--- START ---
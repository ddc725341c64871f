//! Implementations of the platform ports.
//!
//! `memory` records every call and is what the tests drive; `desktop` backs
//! the daemon with tokio timers and desktop notifications.
use crate::ports::{
    AudioService, Clock, DeferredTaskService, ExactTimerService, NotificationPoster,
    PermissionProbe, PowerService, RingingScreen,
};
use std::sync::{Arc, Mutex, MutexGuard};

pub mod desktop;
pub mod memory;

/// One handle per port, shared by every engine component.
#[derive(Clone)]
pub struct Platform {
    pub clock: Arc<dyn Clock>,
    pub timers: Arc<dyn ExactTimerService>,
    pub tasks: Arc<dyn DeferredTaskService>,
    pub notifier: Arc<dyn NotificationPoster>,
    pub audio: Arc<dyn AudioService>,
    pub power: Arc<dyn PowerService>,
    pub screen: Arc<dyn RingingScreen>,
    pub permissions: Arc<dyn PermissionProbe>,
}

// A poisoned lock only means another thread panicked mid-update; the
// recorded data is still usable.
pub(crate) fn lock<T>(m: &Mutex<T>) -> MutexGuard<'_, T> {
    m.lock().unwrap_or_else(|e| e.into_inner())
}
--- END ---
The answer is the line containing "pub(crate) fn lock<T>(m: &Mutex<T>)" together with every line after it in the records, repeated exactly and with nothing else.

pub(crate) fn lock<T>(m: &Mutex<T>) -> MutexGuard<'_, T> {
    m.lock().unwrap_or_else(|e| e.into_inner())
}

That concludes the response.